- [Goal of the exercise] Please work out how many lines in the data below hold the word "crate", and state only the number.

(Stored data)
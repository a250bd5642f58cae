//! Remote SDK catalog client.
//!
//! Talks to the download server's small JSON API. Queries are scoped by the
//! persisted channel preference; an empty channel means the stable track.
//! Network failures surface immediately as typed errors; there is no retry
//! layer here, the user just runs the command again.

use crate::config::Timings;
use crate::{Result, ToolError};
use serde::Deserialize;
use std::io::Read;
use tracing::debug;

pub const DOWNLOAD_SERVER: &str = "https://sdk.getpebble.com";

/// One catalog entry from the version listing.
#[derive(Debug, Clone, Deserialize)]
pub struct RemoteSdk {
    pub version: String,
    #[serde(default)]
    pub channel: String,
}

#[derive(Debug, Deserialize)]
struct SdkListing {
    files: Vec<RemoteSdk>,
}

/// Full record for a single version, including its download URL.
#[derive(Debug, Clone, Deserialize)]
pub struct RemoteSdkDetail {
    pub version: Option<String>,
    pub url: Option<String>,
    #[serde(default)]
    pub requirements: Vec<String>,
}

/// Blocking client for the SDK catalog service.
pub struct CatalogClient {
    base_url: String,
    client: reqwest::blocking::Client,
}

impl CatalogClient {
    pub fn new() -> Result<Self> {
        Self::with_base_url(DOWNLOAD_SERVER)
    }

    /// Point the client somewhere else (tests use a local server).
    pub fn with_base_url(base_url: impl Into<String>) -> Result<Self> {
        let client = reqwest::blocking::Client::builder()
            .timeout(Timings::CATALOG_TIMEOUT)
            .build()?;
        Ok(Self {
            base_url: base_url.into(),
            client,
        })
    }

    /// List every version the catalog offers on the given channel.
    pub fn list_sdks(&self, channel: &str) -> Result<Vec<RemoteSdk>> {
        let url = format!(
            "{}/v1/files/sdk-core?channel={}",
            self.base_url, channel
        );
        debug!("Fetching SDK listing from {}", url);
        let listing: SdkListing = self.client.get(&url).send()?.error_for_status()?.json()?;
        Ok(listing.files)
    }

    /// Fetch the download record for one version (or `latest`).
    pub fn get_sdk(&self, version: &str, channel: &str) -> Result<RemoteSdkDetail> {
        let url = format!(
            "{}/v1/files/sdk-core/{}?channel={}",
            self.base_url, version, channel
        );
        debug!("Fetching SDK record from {}", url);
        Ok(self.client.get(&url).send()?.error_for_status()?.json()?)
    }

    /// Stream an SDK archive into `dest`, reporting progress as
    /// `(bytes_so_far, total_if_known)` after every chunk.
    pub fn download(
        &self,
        url: &str,
        dest: &mut dyn std::io::Write,
        mut progress: impl FnMut(u64, Option<u64>),
    ) -> Result<()> {
        let mut response = self.client.get(url).send()?.error_for_status()?;
        let total = response.content_length();
        let mut buffer = [0u8; 8192];
        let mut downloaded = 0u64;
        loop {
            let n = response.read(&mut buffer).map_err(|e| ToolError::Network {
                message: format!("Download interrupted: {}", e),
            })?;
            if n == 0 {
                break;
            }
            dest.write_all(&buffer[..n])?;
            downloaded += n as u64;
            progress(downloaded, total);
        }
        Ok(())
    }
}

#[cfg(test)]
mod tests {
    use super::*;

    #[test]
    fn test_listing_deserializes() {
        let body = r#"{"files": [{"version": "4.5", "channel": ""},
                                 {"version": "4.6-beta1", "channel": "beta"}]}"#;
        let listing: SdkListing = serde_json::from_str(body).unwrap();
        assert_eq!(listing.files.len(), 2);
        assert_eq!(listing.files[1].channel, "beta");
    }

    #[test]
    fn test_detail_tolerates_missing_version() {
        // The server answers 200 with an empty object for unknown versions.
        let detail: RemoteSdkDetail = serde_json::from_str("{}").unwrap();
        assert!(detail.version.is_none());
        assert!(detail.requirements.is_empty());
    }
}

- [Exercise response] 2